Peter Tork, a bassist and singer with '60s teen sensations the Monkees, has died Thursday at 77. His sister, Anne Thorkelson, confirmed his death.

Peter Tork: February 13, 1943-February 21, 2019 (Image via NBC)

Though no cause of death has been given, he had been diagnosed with adenoid cystic carcinoma, a cancer of the tongue, 10 years ago, WaPo reports.

Peter Halsten Thorkelson was born February 13, 1943, in Washington, D.C. Raised by parents who loved folk music, he took music lessons and played Greenwich Village clubs before moving to L.A. and answering an ad seeking "4 Insane Boys, Ages 17-21" — an audition that led to his being cast as a member of the Monkees.

The Monkees were concocted as a cash-in version of the Beatles, but showed considerable creative and pop cultural verve of their own. The group mustered four #1 studio albums (in a row), and clocked hit singles with "Last Train to Clarksville" (1966, #1), "I'm a Believer" (1966, #1), "A Little Bit Me, a Little Bit You" (1967, #2), "Pleasant Valley Sunday" (1967, #3), "Daydream Believer" (1967, #1), "Valleri" (1968, #3) and others, including the #20 hit "That Was Then, This Is Now" (1986), released in the midst of an out-of-nowhere mid-life rejuvenation.
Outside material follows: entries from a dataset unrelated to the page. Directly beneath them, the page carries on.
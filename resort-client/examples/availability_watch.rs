// resort-client/examples/availability_watch.rs
// Watch one resort's room availability until Ctrl-C
//
// Usage: availability_watch <resort_id> [username password]

use std::sync::Arc;

use resort_client::logger::init_logger;
use resort_client::{AvailabilityMonitor, ClientConfig, ResortClient, StatsState};
use tokio_util::sync::CancellationToken;

#[tokio::main]
async fn main() -> anyhow::Result<()> {
    dotenv::dotenv().ok();

    let level = std::env::var("RESORT_LOG_LEVEL").unwrap_or_else(|_| "info".to_string());
    init_logger(&level, false)?;

    let args: Vec<String> = std::env::args().collect();
    let Some(resort_id) = args.get(1).and_then(|a| a.parse::<i64>().ok()) else {
        println!("Usage: {} <resort_id> [username password]", args[0]);
        return Ok(());
    };

    let config = ClientConfig::from_env()?;
    let client = ResortClient::from_config(&config).await?;

    if let (Some(username), Some(password)) = (args.get(2), args.get(3)) {
        let claims = client.login(username, password).await?;
        tracing::info!(user = %claims.username, role = %claims.role, "Signed in");
    }

    let monitor = Arc::new(
        AvailabilityMonitor::new(Arc::new(client), config.schedule.clone(), resort_id)
            .with_poll_interval(config.poll_interval_duration()),
    );
    let mut rx = monitor.subscribe();
    let cancel = CancellationToken::new();

    let task = tokio::spawn({
        let monitor = monitor.clone();
        let cancel = cancel.clone();
        async move { monitor.run(cancel).await }
    });

    loop {
        tokio::select! {
            _ = tokio::signal::ctrl_c() => break,
            changed = rx.changed() => {
                if changed.is_err() {
                    break;
                }
                match &*rx.borrow_and_update() {
                    StatsState::Loading => tracing::info!("Loading stats..."),
                    StatsState::Ready(s) => tracing::info!(
                        meal = ?s.meal,
                        available = s.available,
                        occupied = s.occupied,
                        total = s.total_rooms,
                        today = s.today_check_ins,
                        "Availability"
                    ),
                    StatsState::Unavailable { message, .. } => {
                        tracing::warn!(error = %message, "Stats unavailable")
                    }
                }
            }
        }
    }

    cancel.cancel();
    task.await?;
    Ok(())
}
Initially a front band for studio musicians, the members became fully participatory in their work with their album Headquarters (1967).

Distinguishing themselves from the Beatles, the Monkees performed in their own psychedelic sitcom, The Monkees, from 1966-1968, on which Tork played the group's lovable dummy. In life, he was anything but, an out-of-the-box thinker very much in step with the cultural revolution of the '60s and a skilled instrumentalist.

After the ... far-out ... Monkees film Head (1968) flopped, Tork left the group. He was a member of the band Release, spent time in jail on a minor drug charge, worked as a teacher, became a singing waiter and struggled with alcoholism, but he did rejoin the Monkees in the '80s, taking part in tours.

Tork released the well-reviewed solo album Stranger Things Have Happened in 1994.

Married four times and divorced three, Tork is survived by his wife, Pamela Grapes; his daughter Hallie; his daughter Erica; his son Ivan; and his brother and sister.

His death, following the death of Monkees frontman Davy Jones (1945-2012), leaves original Monkees members Mickey Dolenz, 73, who had participated in all of the Monkees reunion tours and projects; and Michael Nesmith, 76, who had participated only in the tours following the death of Jones.